• Task: Nothing before the line containing "join.unnest_alias = join" belongs in the answer; quote that line and all lines after it through the end of the material, word for word.

• Records supplied:
fn fake_column_specs(fd: &FunctionDatasetStep) -> Result<Vec<(String, DataType, Option<Disposition>)>> {
    let spec_arg = fd.args.get(1).ok_or_else(|| {
        EngineError::new(ErrorKind::InvalidFunctionParameter, "FAKE() requires (rows, columns)")
    })?;

    let mut leaves = Vec::new();
    collect_tuple_leaves(spec_arg, &mut leaves);

    if leaves.len() == 1 {
        if let ExprKind::Literal(flint_types::ScalarValue::Int64(n)) = &leaves[0].kind {
            return Ok((1..=*n)
                .map(|i| (format!("column_{i}"), DataType::Utf8, None))
                .collect());
        }
    }

    leaves
        .into_iter()
        .enumerate()
        .map(|(i, leaf)| match &leaf.kind {
            ExprKind::Literal(flint_types::ScalarValue::Utf8(s)) => Ok(match s.to_ascii_uppercase().as_str() {
                "NAME" => (format!("column_{i}"), DataType::Utf8, Some(Disposition::Name)),
                "AGE" => (format!("column_{i}"), DataType::Int64, Some(Disposition::Age)),
                other => (format!("column_{i}"), datatype_from_name(other), None),
            }),
            _ => Err(EngineError::new(
                ErrorKind::InvalidFunctionParameter,
                "FAKE() column spec must be literal type names",
            )),
        })
        .collect()
}

fn collect_tuple_leaves<'a>(expr: &'a Expr, out: &mut Vec<&'a Expr>) {
    if let ExprKind::Function { name, args } = &expr.kind {
        if name == "TUPLE" {
            for a in args {
                collect_tuple_leaves(a, out);
            }
            return;
        }
    }
    out.push(expr);
}

fn datatype_from_name(name: &str) -> DataType {
    match name {
        "VARCHAR" => DataType::Utf8,
        "INTEGER" => DataType::Int64,
        "DOUBLE" => DataType::Float64,
        "BOOLEAN" => DataType::Boolean,
        "DATE" => DataType::Date32,
        "TIMESTAMP" => DataType::Timestamp,
        _ => DataType::Unknown,
    }
}

fn bind_filter(filter: &mut FilterStep, ctx: &mut BindContext, catalog: &dyn Catalog) -> Result<()> {
    bind_expr(&mut filter.condition, ctx, catalog)?;
    let mut relations = std::collections::BTreeSet::new();
    filter.condition.referenced_relations(&mut relations);
    filter.relations = Some(relations.into_iter().collect());
    filter.simple = Some(is_simple_predicate(&filter.condition));
    Ok(())
}

fn is_simple_predicate(expr: &Expr) -> bool {
    matches!(expr.kind, ExprKind::Comparison { .. })
}

fn bind_distinct(distinct: &mut DistinctStep, ctx: &mut BindContext, catalog: &dyn Catalog) -> Result<()> {
    if let Some(on) = distinct.on.as_mut() {
        for col in on.iter_mut() {
            bind_expr(col, ctx, catalog)?;
        }
    }
    Ok(())
}

fn bind_order(order: &mut OrderStep, ctx: &mut BindContext, catalog: &dyn Catalog) -> Result<()> {
    for (expr, _) in order.order_by.iter_mut() {
        bind_expr(expr, ctx, catalog)?;
    }
    Ok(())
}

fn bind_aggregate(agg: &mut AggregateStep, ctx: BindContext, catalog: &dyn Catalog) -> Result<BindContext> {
    let mut work = ctx;
    for group in agg.groups.iter_mut() {
        bind_expr(group, &mut work, catalog)?;
    }
    for aggregate in agg.aggregates.iter_mut() {
        bind_expr(aggregate, &mut work, catalog)?;
    }
    for ident in agg.all_identifiers.iter_mut() {
        bind_expr(ident, &mut work, catalog)?;
    }

    let mut keep: HashSet<crate::schema::ColumnId> = HashSet::new();
    for e in agg.groups.iter().chain(agg.aggregates.iter()) {
        if let Some(id) = e.schema_column {
            keep.insert(id);
        }
    }
    for e in agg.all_identifiers.iter() {
        if let Some(id) = e.schema_column {
            keep.insert(id);
        }
    }

    let mut out_ctx = BindContext::new();
    for (name, schema) in work.schemas.into_iter() {
        let mut pruned = RelationSchema::new(schema.name.clone());
        for col in schema.columns.into_iter() {
            if keep.contains(&col.id) {
                pruned.push(col);
            }
        }
        if !pruned.columns.is_empty() || name == DERIVED_SCHEMA {
            out_ctx.schemas.insert(name, pruned);
        }
    }
    out_ctx.relations = work.relations;
    out_ctx.warnings = work.warnings;
    Ok(out_ctx)
}

fn bind_project(project: &mut ProjectStep, ctx: BindContext, catalog: &dyn Catalog) -> Result<BindContext> {
    let mut work = ctx;
    project.columns = expand_wildcards(std::mem::take(&mut project.columns), &work)?;

    let mut seen = HashSet::new();
    for col in project.columns.iter_mut() {
        bind_expr(col, &mut work, catalog)?;
        if let Some(id) = col.schema_column {
            if !seen.insert(id) {
                return Err(EngineError::new(
                    ErrorKind::AmbiguousIdentifier,
                    format!(
                        "column '{}' is selected more than once",
                        col.query_column.clone().unwrap_or_default()
                    ),
                ));
            }
        }
    }
    for col in project.order_by_columns.iter_mut() {
        bind_expr(col, &mut work, catalog)?;
    }

    let referenced: HashSet<crate::schema::ColumnId> =
        project.columns.iter().chain(project.order_by_columns.iter())
            .filter_map(|e| e.schema_column)
            .collect();

    let mut out_ctx = BindContext::new();
    for (name, schema) in work.schemas.into_iter() {
        if name == DERIVED_SCHEMA {
            // Renamed to $project below; skip here.
            continue;
        }
        let contributes = schema.columns.iter().any(|c| referenced.contains(&c.id));
        if contributes || schema.is_synthetic() {
            out_ctx.schemas.insert(name, schema);
        }
    }
    let mut derived_as_project = work
        .schemas
        .get(DERIVED_SCHEMA)
        .cloned()
        .unwrap_or_else(|| RelationSchema::new(PROJECT_SCHEMA));
    derived_as_project.name = PROJECT_SCHEMA.to_string();
    out_ctx.schemas.insert(PROJECT_SCHEMA.to_string(), derived_as_project);
    out_ctx.relations = work.relations;
    out_ctx.warnings = work.warnings;
    Ok(out_ctx)
}

fn bind_exit(exit: &mut ExitStep, ctx: BindContext, catalog: &dyn Catalog) -> Result<BindContext> {
    let mut work = ctx;
    exit.columns = expand_wildcards(std::mem::take(&mut exit.columns), &work)?;

    let multiple_schemas_share_names = names_collide_across_schemas(&work);

    let mut seen = HashSet::new();
    for col in exit.columns.iter_mut() {
        rebind_against_project(col, &mut work, catalog)?;
        if let Some(id) = col.schema_column {
            if !seen.insert(id) {
                return Err(EngineError::new(
                    ErrorKind::AmbiguousIdentifier,
                    "duplicate column in SELECT list",
                ));
            }
        }
        if multiple_schemas_share_names {
            if let ExprKind::Identifier { source: Some(s), source_column } = &col.kind {
                col.query_column = Some(col.alias.clone().unwrap_or_else(|| format!("{s}.{source_column}")));
            }
        }
    }

    let mut out = BindContext::new();
    let mut result_schema = RelationSchema::new("$result");
    for col in exit.columns.iter() {
        if let Some(id) = col.schema_column {
            result_schema.push(Column::new_flat(
                col.query_column.clone().unwrap_or_default(),
                DataType::Unknown,
                "$result",
            ));
            result_schema.columns.last_mut().unwrap().id = id;
        }
    }
    out.schemas.insert("$result".to_string(), result_schema);
    out.warnings = work.warnings;
    Ok(out)
}

fn names_collide_across_schemas(ctx: &BindContext) -> bool {
    let mut seen = HashSet::new();
    for schema in ctx.schemas.values() {
        if schema.is_synthetic() {
            continue;
        }
        for name in schema.column_names() {
            if !seen.insert(name.to_ascii_lowercase()) {
                return true;
            }
        }
    }
    false
}

fn rebind_against_project(col: &mut Expr, ctx: &mut BindContext, catalog: &dyn Catalog) -> Result<()> {
    if matches!(col.kind, ExprKind::Identifier { .. }) {
        return bind_expr(col, ctx, catalog);
    }
    let canonical = format_expression(col);
    let existing = ctx
        .schemas
        .get(PROJECT_SCHEMA)
        .and_then(|s| s.find_column(&canonical))
        .map(|c| (c.id, c.name.clone()));
    match existing {
        Some((id, name)) => {
            col.schema_column = Some(id);
            col.query_column = Some(col.alias.clone().unwrap_or(name));
            Ok(())
        }
        None => bind_expr(col, ctx, catalog),
    }
}

/// §4.2 wildcard expansion, shared by `Project` and `Exit` binding.
fn expand_wildcards(columns: Vec<Expr>, ctx: &BindContext) -> Result<Vec<Expr>> {
    let mut out = Vec::with_capacity(columns.len());
    for col in columns {
        match &col.kind {
            ExprKind::Wildcard { qualifier: None } => {
                for (name, schema) in ctx.schemas.iter() {
                    if schema.is_synthetic() {
                        continue;
                    }
                    for c in &schema.columns {
                        out.push(Expr::identifier(Some(name.clone()), c.name.clone()));
                    }
                }
            }
            ExprKind::Wildcard { qualifier: Some(q) } => {
                let mut any = false;
                if let Some(schema) = ctx.schemas.get(q) {
                    any = true;
                    for c in &schema.columns {
                        out.push(Expr::identifier(Some(q.clone()), c.name.clone()));
                    }
                }
                for (name, schema) in ctx.schemas.iter() {
                    if name.starts_with("$shared-") {
                        for c in &schema.columns {
                            if c.origin.iter().any(|o| o == q) {
                                any = true;
                                out.push(Expr::identifier(Some(name.clone()), c.name.clone()));
                            }
                        }
                    }
                }
                if !any {
                    return Err(EngineError::new(
                        ErrorKind::UnexpectedDatasetReference,
                        format!("no relation '{q}' to expand '{q}.*'"),
                    ));
                }
            }
            _ => out.push(col),
        }
    }
    Ok(out)
}

fn collapse_subquery(ctx: BindContext, alias: &str) -> Result<BindContext> {
    let mut result_schema = ctx
        .schemas
        .get("$result")
        .cloned()
        .ok_or_else(|| EngineError::internal("subquery plan produced no result schema"))?;
    result_schema.name = alias.to_string();
    for col in result_schema.columns.iter_mut() {
        col.origin = vec![alias.to_string()];
    }
    let mut out = BindContext::new();
    out.schemas.insert(alias.to_string(), result_schema);
    out.relations.insert(alias.to_string());
    Ok(out)
}

// ---------------------------------------------------------------------
// Join binding (§4.2)
// ---------------------------------------------------------------------

fn bind_join(plan: &mut LogicalPlan, catalog: &dyn Catalog) -> Result<BindContext> {
    let (left_slice, right_slice) = plan.children.split_at_mut(1);
    let left_ctx = bind_plan(&mut left_slice[0], catalog)?;
    let right_ctx = bind_plan(&mut right_slice[0], catalog)?;

    let Step::Join(join) = &mut plan.step else {
        unreachable!()
    };

    join.left_relation_names = left_ctx.relations.iter().cloned().collect();
    join.right_relation_names = right_ctx.relations.iter().cloned().collect();

    let mut ctx = left_ctx.clone().merge(right_ctx.clone())?;

    if matches!(join.kind, JoinKind::Natural) {
        let using = natural_using_columns(&left_ctx, &right_ctx);
        join.using = Some(using);
    }

    if let Some(using) = join.using.clone() {
        bind_using_join(join, &left_ctx, &right_ctx, &using, &mut ctx)?;
    } else if let Some(on) = join.on.as_mut() {
        bind_expr(on, &mut ctx, catalog)?;
        reject_literal_only_condition(on)?;
        let (left_cols, right_cols) = extract_join_fields(on, &join.left_relation_names, &join.right_relation_names);
        join.left_columns = left_cols;
        join.right_columns = right_cols;
    } else if matches!(join.kind, JoinKind::CrossUnnest) {
        if let Some(unnest) = join.unnest_column.as_mut() {
            bind_expr(unnest, &mut ctx, catalog)?;
        }
        if join.unnest_alias.is_none() {
            join.unnest_alias = join
                .unnest_column
                .as_ref()
                .map(|e| format!("UNNEST({})", format_expression(e)));
        }
    }

    match join.kind {
        JoinKind::LeftSemi | JoinKind::LeftAnti => {
            ctx.schemas.retain(|name, _| left_ctx.schemas.contains_key(name) || name == DERIVED_SCHEMA);
            ctx.relations = left_ctx.relations;
        }
        JoinKind::RightSemi | JoinKind::RightAnti => {
            ctx.schemas.retain(|name, _| right_ctx.schemas.contains_key(name) || name == DERIVED_SCHEMA);
            ctx.relations = right_ctx.relations;
        }
        _ => {}
    }

    plan.output = ctx.schemas.values().flat_map(|s| s.columns.iter().map(|c| c.id)).collect();
    Ok(ctx)
}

• Output of the task:
            join.unnest_alias = join
                .unnest_column
                .as_ref()
                .map(|e| format!("UNNEST({})", format_expression(e)));
        }
    }

    match join.kind {
        JoinKind::LeftSemi | JoinKind::LeftAnti => {
            ctx.schemas.retain(|name, _| left_ctx.schemas.contains_key(name) || name == DERIVED_SCHEMA);
            ctx.relations = left_ctx.relations;
        }
        JoinKind::RightSemi | JoinKind::RightAnti => {
            ctx.schemas.retain(|name, _| right_ctx.schemas.contains_key(name) || name == DERIVED_SCHEMA);
            ctx.relations = right_ctx.relations;
        }
        _ => {}
    }

    plan.output = ctx.schemas.values().flat_map(|s| s.columns.iter().map(|c| c.id)).collect();
    Ok(ctx)
}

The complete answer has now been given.